Straniero a tutto fuorché a sé stesso e alle forti sensazioni grazie alle quali non perde mai contatto col mondo, Meursault rappresenta l’evoluzione dell’homo existentialisticus inaugurata dal Roquentin di Sartre, il quale, con le sue riflessioni, prepara il cammino all’uomo della libertà. Meursault, infatti, è libero, senza soluzione di continuità, dall’inizio alla fine del romanzo, anche durante la detenzione, dove rifiuta il conforto di Dio che il cappellano del carcere cerca di imporgli, e perfino al momento della condanna a morte, quando, ricevendo l’ultima conferma del disinteresse del mondo per il destino degli uomini, viene “rassicurato” sulla giustezza di fondo della sua condotta.

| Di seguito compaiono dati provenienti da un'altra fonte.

//! # Single Buffer Mapping
//!
//! Maps one virtually contiguous kernel buffer into the table's bus window.
//! The returned bus address carries the buffer's offset within its first
//! page, so the device starts at the right byte.

use crate::addr::{dma_num_pages, num_pages, DmaAddr, Slot, VirtAddr};
use crate::direction::DmaDirection;
use crate::error::{IommuError, IommuResult};
use crate::platform::TceBackend;
use crate::table::IommuTable;

impl<B: TceBackend> IommuTable<B> {
    /// Map `size` bytes at `vaddr` for a device transfer
    ///
    /// # Panics
    ///
    /// If `dir` is [`DmaDirection::None`].
    pub fn map_single(&self, vaddr: VirtAddr, size: usize, dir: DmaDirection) -> IommuResult<DmaAddr> {
        dir.assert_valid();

        let npages = num_pages(vaddr.as_usize(), size).ok_or(IommuError::InvalidPageCount)?;
        let slot = self.alloc_mapped(vaddr, npages, dir)?;
        self.stats().record_single_map();

        Ok(slot.dma_addr(self.geometry().offset).with_offset(vaddr.page_offset()))
    }

    /// Undo [`map_single`](Self::map_single)
    ///
    /// A bus range outside the window (including one too long to describe)
    /// is reported and otherwise ignored.
    ///
    /// # Panics
    ///
    /// If `dir` is [`DmaDirection::None`].
    pub fn unmap_single(&self, dma_addr: DmaAddr, size: usize, dir: DmaDirection) {
        dir.assert_valid();

        let npages = dma_num_pages(dma_addr, size).unwrap_or(usize::MAX);
        self.free_mapped(dma_addr, npages);
        self.stats().record_single_unmap();
    }

    /// Reserve `npages` slots and point them at the pages under `vaddr`
    pub(crate) fn alloc_mapped(&self, vaddr: VirtAddr, npages: usize, dir: DmaDirection) -> IommuResult<Slot> {
        let slot = {
            let mut state = self.lock_state();
            let slot = self.range_alloc(&mut state, npages, None)?;
            self.build_entries(slot, npages, vaddr, dir);
            self.flush();
            slot
        };

        self.barrier();
        Ok(slot)
    }

    /// Clear `npages` translations starting at `dma_addr`
    pub(crate) fn free_mapped(&self, dma_addr: DmaAddr, npages: usize) {
        let mut state = self.lock_state();
        self.free_locked(&mut state, dma_addr, npages);
        self.flush();
    }
}

#[cfg(test)]
mod tests {
    use super::*;
    use crate::direction::TcePermissions;
    use crate::table::TableGeometry;
    use crate::testing::{table, MockTce};
    use crate::{IommuConfig, IOMMU_PAGE_SIZE};

    #[test]
    fn test_map_single_keeps_page_offset() {
        let tbl = table(1024);
        let dma = tbl
            .map_single(VirtAddr::new(0x4000_0123), 0x100, DmaDirection::ToDevice)
            .unwrap();

        assert_eq!(dma.as_u64(), 0x123);
        assert_eq!(tbl.pages_in_use(), 1);
        assert_eq!(
            tbl.backend().entry(0),
            Some((VirtAddr::new(0x4000_0000), TcePermissions::READ))
        );
        assert_eq!(tbl.backend().flushes(), 1);
    }

    #[test]
    fn test_map_single_spanning_pages() {
        let tbl = IommuTable::new(TableGeometry::new(0x800, 1024), IommuConfig::new(), MockTce::default());
        let vaddr = VirtAddr::new(0x10_0ff0);
        let dma = tbl.map_single(vaddr, 0x20, DmaDirection::Bidirectional).unwrap();

        assert_eq!(dma.page(), 0x800);
        assert_eq!(dma.page_offset(), 0xff0);
        assert_eq!(tbl.pages_in_use(), 2);
        assert_eq!(tbl.backend().entry(0x801).map(|e| e.0), Some(VirtAddr::new(0x10_1000)));
    }

    #[test]
    fn test_unmap_single_round_trip() {
        let tbl = table(1024);
        tbl.alloc_range(5).unwrap();
        let before = tbl.bitmap_snapshot();

        let size = 3 * IOMMU_PAGE_SIZE + 10;
        let dma = tbl.map_single(VirtAddr::new(0x7000_0008), size, DmaDirection::FromDevice).unwrap();
        assert_eq!(tbl.pages_in_use(), 5 + 4);

        tbl.unmap_single(dma, size, DmaDirection::FromDevice);
        assert_eq!(tbl.bitmap_snapshot(), before);
        assert_eq!(tbl.backend().live_entries(), 0);
        assert_eq!(tbl.stats().snapshot().single_unmaps, 1);
    }

    #[test]
    fn test_map_single_exhausted() {
        let tbl = table(16);
        let err = tbl
            .map_single(VirtAddr::new(0), 17 * IOMMU_PAGE_SIZE, DmaDirection::ToDevice)
            .unwrap_err();
        assert_eq!(err, IommuError::Exhausted { npages: 17 });
        assert_eq!(tbl.pages_in_use(), 0);
        assert_eq!(tbl.backend().live_entries(), 0);
    }

    #[test]
    fn test_unmap_outside_window_is_dropped() {
        let tbl = IommuTable::new(TableGeometry::new(0x100, 64), IommuConfig::new(), MockTce::default());
        let dma = tbl.map_single(VirtAddr::new(0x2000), 64, DmaDirection::ToDevice).unwrap();

        // A physical address passed by mistake
        tbl.unmap_single(DmaAddr::new(0x2000), 64, DmaDirection::ToDevice);
        assert_eq!(tbl.pages_in_use(), 1);
        assert_eq!(tbl.stats().snapshot().invalid_frees, 1);

        tbl.unmap_single(dma, 64, DmaDirection::ToDevice);
        assert_eq!(tbl.pages_in_use(), 0);
    }

    #[test]
    fn test_wrapping_length_rejected() {
        let tbl = table(64);
        let err = tbl
            .map_single(VirtAddr::new(0x1000), usize::MAX, DmaDirection::ToDevice)
            .unwrap_err();
        assert_eq!(err, IommuError::InvalidPageCount);
        assert_eq!(tbl.pages_in_use(), 0);

        let dma = tbl.map_single(VirtAddr::new(0x1000), 8, DmaDirection::ToDevice).unwrap();
        tbl.unmap_single(dma, usize::MAX, DmaDirection::ToDevice);
        assert_eq!(tbl.pages_in_use(), 1);
        assert_eq!(tbl.stats().snapshot().invalid_frees, 1);
    }

    #[test]
    #[should_panic]
    fn test_map_single_none_direction() {
        let tbl = table(64);
        let _ = tbl.map_single(VirtAddr::new(0x1000), 8, DmaDirection::None);
    }
}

Due eroi esistenzialisti, due storie, due atteggiamenti di fronte al mondo: spero che questo articolo sia servito a chiarire un aspetto che passa sempre in secondo piano quando ci si riferisce alla Nausea e allo Straniero come ai due romanzi dell’esistenzialismo francese per antonomasia. In realtà essi sono molto diversi l’uno dall’altro perché descrivono due momenti differenti dell’esperienza esistenzialista: la scoperta dell’assurdo, il primo; le conseguenze dell’assurdo, il secondo, dove compare il vero eroe esistenzialista (o almeno quello che gli stessi esistenzialisti consideravano come tale): il distaccato, il disinteressato, l’indifferente, il perturbatore delle coscienze borghesi, ma che è e rimane soprattutto l’uomo dell’agire.

Non credo si tratti di una distinzione banale, questa, anche perché i libri hanno il brutto vizio di dialogare fra loro, spesso proprio quando non ce ne accorgiamo, e se il dialogo non viene disciplinato con un’analisi che scenda un po’ più nel dettaglio, il rischio è di rimanere come Roquentin a specchiarsi per troppo tempo sulla superficie delle cose:

«Ciascuno ha la sua piccola fissazione personale che gli impedisce di accorgersi che esiste; non ce n’è uno che non si creda indispensabile a qualcuno o a qualcosa».

 

 

 

[1] N. Abbagnano, G. Fornero, Dizionario di filosofia, 1998.